O que dizer da magnitude total do DGR? Diante da vastidão da pobreza global hoje, pode-se supor que seria necessário um DGR gigantesco para eliminar a privação radical. Não acredito, entretanto, que seja esse o caso. As desigualdades vigentes são o resultado cumulativo de décadas e séculos ao longo dos quais as sociedades mais desenvolvidas recorreram a suas vantagens em termos de capital e de conhecimento para expandir ainda mais essas vantagens. O que essas desigualdades mostram, muito mais do que as fortíssimas tendências centrífugas do mercado mundial, é o poder de um composto de longa existência. É possível que mesmo um DGR pequeno seja suficiente para contrabalançar essas tendências centrífugas dos mercados, pelo menos ao ponto de evitar o surgimento da pobreza extrema e para manter em equilíbrio um perfil distributivo global que evite a privação radical.

Eu não posso passar aqui por todas as complexidades envolvidas na determinação da magnitude apropriada do esquema do DGR. Para concretizar um pouco mais as coisas, entretanto, vamos dizer, um tanto arbitrariamente, que fixemos o DGR em até 1% do produto mundial — ou menos do que isso, se um nível mais baixo fosse melhor, a longo prazo, para os interesses dos mundialmente mais pobres. Um DGR de 1% atualmente arrecadaria fundos da ordem de 280 bilhões de dólares por ano. Esta é uma quantia bastante grande em comparação à renda total do quintil mais pobre do mundo, e, se gasta de uma forma efetiva e adequadamente focalizada, em poucos anos faria uma enorme diferença para os mais pobres. De outra parte, é uma quantia não muito grande para o restante de nós: não somente é inferior ao orçamento anual de defesa dos EUA, mas também muito inferior ao preço de mercado da produção anual de petróleo não-refinado, que gira em torno de 400 bilhões de dólares (60 milhões de barris/dia a 18 dólares o barril).

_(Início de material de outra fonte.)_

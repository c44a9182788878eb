//! Error handling for the update coordinator
//!
//! The error system follows two rules:
//! 1. **Strongly-typed errors** ([`UpdateError`]) so callers can match on the
//!    failure class instead of parsing strings
//! 2. **User-friendly messages** ([`ErrorContext`]) with an actionable
//!    suggestion for the CLI
//!
//! # Error Categories
//!
//! Every [`UpdateError`] maps to one [`ErrorKind`]:
//! - **Transient**: network failures, timeouts, HTTP errors. Retrying may help.
//! - **Validation**: malformed URLs, disallowed file names. Rejected before any I/O.
//! - **Conflict**: the current state forbids the request (a download is already
//!   running, nothing is downloaded yet). Retrying without changing the state
//!   will not help.
//! - **Fatal**: disk and permission problems, corrupt downloads, installer
//!   launch failures.
//!
//! No variant carries a non-`Clone` source, so errors can be stored in the
//! session and replayed into events.

use colored::Colorize;
use std::fmt;
use std::path::Path;
use thiserror::Error;

/// Classification used to decide how an error is surfaced and whether a retry
/// is offered.
#[derive(Debug, Clone, Copy, PartialEq, Eq)]
pub enum ErrorKind {
    Transient,
    Validation,
    Conflict,
    Fatal,
}

impl fmt::Display for ErrorKind {
    fn fmt(&self, f: &mut fmt::Formatter<'_>) -> fmt::Result {
        let label = match self {
            Self::Transient => "transient",
            Self::Validation => "validation",
            Self::Conflict => "conflict",
            Self::Fatal => "fatal",
        };
        f.write_str(label)
    }
}

#[derive(Error, Debug, Clone, PartialEq, Eq)]
pub enum UpdateError {
    #[error("Network error while {operation}: {reason}")]
    Network {
        operation: String,
        reason: String,
    },

    #[error("Timed out after {seconds}s while {operation}")]
    Timeout {
        operation: String,
        seconds: u64,
    },

    #[error("Server responded with HTTP {status} for {url}")]
    HttpStatus {
        status: u16,
        url: String,
    },

    #[error("Invalid response from version registry: {reason}")]
    RegistryResponse {
        reason: String,
    },

    #[error("Invalid download URL '{url}': {reason}")]
    InvalidUrl {
        url: String,
        reason: String,
    },

    #[error("Invalid file name '{name}': {reason}")]
    InvalidFileName {
        name: String,
        reason: String,
    },

    #[error("An update is already downloading")]
    AlreadyDownloading,

    #[error("No download is in progress")]
    NoActiveDownload,

    #[error("No downloaded installer is available")]
    NoDownloadedInstaller,

    #[error("Installer not found at {path}")]
    InstallerMissing {
        path: String,
    },

    #[error("Cannot {action} while {state}")]
    InvalidTransition {
        action: String,
        state: String,
    },

    #[error("File system error while {operation} ({path}): {reason}")]
    FileSystem {
        operation: String,
        path: String,
        reason: String,
    },

    #[error("Checksum mismatch for {path}: expected {expected}, got {actual}")]
    ChecksumMismatch {
        path: String,
        expected: String,
        actual: String,
    },

    #[error("Failed to launch installer {path}: {reason}")]
    LaunchFailed {
        path: String,
        reason: String,
    },

    #[error("Configuration error: {message}")]
    Config {
        message: String,
    },

    #[error("{message}")]
    Other {
        message: String,
    },
}

impl UpdateError {
    #[must_use]
    pub const fn kind(&self) -> ErrorKind {
        match self {
            Self::Network {
                ..
            }
            | Self::Timeout {
                ..
            }
            | Self::HttpStatus {
                ..
            }
            | Self::RegistryResponse {
                ..
            } => ErrorKind::Transient,
            Self::InvalidUrl {
                ..
            }
            | Self::InvalidFileName {
                ..
            }
            | Self::Config {
                ..
            } => ErrorKind::Validation,
            Self::AlreadyDownloading
            | Self::NoActiveDownload
            | Self::NoDownloadedInstaller
            | Self::InstallerMissing {
                ..
            }
            | Self::InvalidTransition {
                ..
            } => ErrorKind::Conflict,
            Self::FileSystem {
                ..
            }
            | Self::ChecksumMismatch {
                ..
            }
            | Self::LaunchFailed {
                ..
            }
            | Self::Other {
                ..
            } => ErrorKind::Fatal,
        }
    }

    /// Whether offering a plain "retry" to the user makes sense.
    #[must_use]
    pub const fn is_retryable(&self) -> bool {
        matches!(self.kind(), ErrorKind::Transient)
    }

    pub fn file_system(operation: impl Into<String>, path: &Path, err: &std::io::Error) -> Self {
        Self::FileSystem {
            operation: operation.into(),
            path: path.display().to_string(),
            reason: err.to_string(),
        }
    }

    pub fn installer_missing(path: &Path) -> Self {
        Self::InstallerMissing {
            path: path.display().to_string(),
        }
    }

    /// Map a transport error from `reqwest`, keeping timeouts distinct.
    pub fn from_transport(operation: &str, err: &reqwest::Error, timeout_secs: u64) -> Self {
        if err.is_timeout() {
            return Self::Timeout {
                operation: operation.to_string(),
                seconds: timeout_secs,
            };
        }
        if let Some(status) = err.status() {
            return Self::HttpStatus {
                status: status.as_u16(),
                url: err.url().map(ToString::to_string).unwrap_or_default(),
            };
        }
        Self::Network {
            operation: operation.to_string(),
            reason: err.to_string(),
        }
    }
}

/// An [`UpdateError`] decorated with details and a suggestion for display.
#[derive(Debug)]
pub struct ErrorContext {
    pub error: UpdateError,
    pub suggestion: Option<String>,
    pub details: Option<String>,
}

impl ErrorContext {
    #[must_use]
    pub const fn new(error: UpdateError) -> Self {
        Self {
            error,
            suggestion: None,
            details: None,
        }
    }

    pub fn with_suggestion(mut self, suggestion: impl Into<String>) -> Self {
        self.suggestion = Some(suggestion.into());
        self
    }

    pub fn with_details(mut self, details: impl Into<String>) -> Self {
        self.details = Some(details.into());
        self
    }

    /// Print the error to stderr with colors.
    pub fn display(&self) {
        eprintln!("{}: {}", "error".red().bold(), self.error);

        if let Some(details) = &self.details {
            eprintln!("{}: {}", "details".yellow(), details);
        }

        if let Some(suggestion) = &self.suggestion {
            eprintln!("{}: {}", "suggestion".green(), suggestion);
        }
    }
}

impl fmt::Display for ErrorContext {
    fn fmt(&self, f: &mut fmt::Formatter<'_>) -> fmt::Result {
        write!(f, "{}", self.error)?;

        if let Some(details) = &self.details {
            write!(f, "\nDetails: {details}")?;
        }

        if let Some(suggestion) = &self.suggestion {
            write!(f, "\nSuggestion: {suggestion}")?;
        }

        Ok(())
    }
}

impl std::error::Error for ErrorContext {}

/// Convert any error into an [`ErrorContext`] suitable for the terminal.
#[must_use]
pub fn user_friendly_error(error: anyhow::Error) -> ErrorContext {
    if let Some(update_error) = error.downcast_ref::<UpdateError>() {
        return create_error_context(update_error.clone());
    }

    if let Some(io_error) = error.downcast_ref::<std::io::Error>() {
        match io_error.kind() {
            std::io::ErrorKind::PermissionDenied => {
                return ErrorContext::new(UpdateError::FileSystem {
                    operation: "accessing a file".to_string(),
                    path: "unknown".to_string(),
                    reason: io_error.to_string(),
                })
                .with_suggestion("Check ownership of the data and download directories");
            }
            std::io::ErrorKind::NotFound => {
                return ErrorContext::new(UpdateError::FileSystem {
                    operation: "accessing a file".to_string(),
                    path: "unknown".to_string(),
                    reason: io_error.to_string(),
                })
                .with_suggestion("Check that the file or directory exists and the path is correct");
            }
            _ => {}
        }
    }

    if let Some(toml_error) = error.downcast_ref::<toml::de::Error>() {
        return ErrorContext::new(UpdateError::Config {
            message: toml_error.to_string(),
        })
        .with_suggestion("Check the TOML syntax of your config.toml");
    }

    // Generic error: keep the whole chain for diagnostics
    let mut message = error.to_string();
    let chain: Vec<String> =
        error.chain().skip(1).map(std::string::ToString::to_string).collect();

    if !chain.is_empty() {
        message.push_str("\n\nCaused by:");
        for (i, cause) in chain.iter().enumerate() {
            message.push_str(&format!("\n  {}: {}", i + 1, cause));
        }
    }

    ErrorContext::new(UpdateError::Other {
        message,
    })
}

fn create_error_context(error: UpdateError) -> ErrorContext {
    let suggestion = match &error {
        UpdateError::Network {
            ..
        }
        | UpdateError::HttpStatus {
            ..
        } => Some("Check your internet connection and try again"),
        UpdateError::Timeout {
            ..
        } => Some("The update server is slow to respond; try again later or raise upgrade.check_timeout"),
        UpdateError::RegistryResponse {
            ..
        } => Some("The version registry returned unexpected data; verify registry.url and registry.table"),
        UpdateError::InvalidUrl {
            ..
        } => Some("Download URLs must be absolute https:// URLs"),
        UpdateError::InvalidFileName {
            ..
        } => Some("Use a plain file name such as Branchbook-Setup-1.4.2.exe"),
        UpdateError::AlreadyDownloading => {
            Some("Wait for the current download to finish or cancel it first")
        }
        UpdateError::NoDownloadedInstaller
        | UpdateError::InstallerMissing {
            ..
        } => Some("Download the update again before installing"),
        UpdateError::ChecksumMismatch {
            ..
        } => Some("The download was corrupted; download the update again"),
        UpdateError::LaunchFailed {
            ..
        } => Some("Run the installer manually from the download directory"),
        UpdateError::Config {
            ..
        } => Some("Check ~/.branchbook/config.toml or the file given with --config"),
        _ => None,
    };

    let context = ErrorContext::new(error.clone()).with_details(format!("{} error", error.kind()));
    match suggestion {
        Some(s) => context.with_suggestion(s),
        None => context,
    }
}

Demoremo-nos um pouco mais no caso do petróleo e examinemos os possíveis efeitos de um DGR de 2 dólares por barril sobre a extração do combustível. O dividendo total seria pago pelos "Estados proprietários" nos quais o petróleo é extraído. No caso de a extração do petróleo não estar basicamente sob controle estatal, o governo de um Estado proprietário pode repassar, talvez mediante uma elevação de imposto, o custo do dividendo aos produtores privados de petróleo (na vigência do DGR, os governos não teriam nenhuma razão para criar um subsídio à extração de petróleo em seu território). Os produtores de petróleo, por sua vez, tentariam repassar o custo do dividendo a seus consumidores. Provavelmente, eles não teriam como repassar tudo, porque um aumento do preço do petróleo bruto no mercado mundial de 18 para 20 dólares reduziria a demanda, mesmo que alguns dos potenciais substitutos (o carvão) também subissem de preço: um preço mais elevado do petróleo ofereceria incentivos para formas mais eficientes de transporte, por exemplo. A redução da demanda, por sua vez, manteria o preço de equilíbrio abaixo dos 20 dólares, de forma que os que possuem e fazem a extração de reservas de petróleo acabariam por assumir parte do ônus do DGR. Desse modo, também reduzir-se-ia a arrecadação do DGR sobre o petróleo, que hoje seria da ordem de 44 bilhões de dólares por ano (60 milhões de barris/dia a 2 dólares por barril), para uma quantia mais baixa.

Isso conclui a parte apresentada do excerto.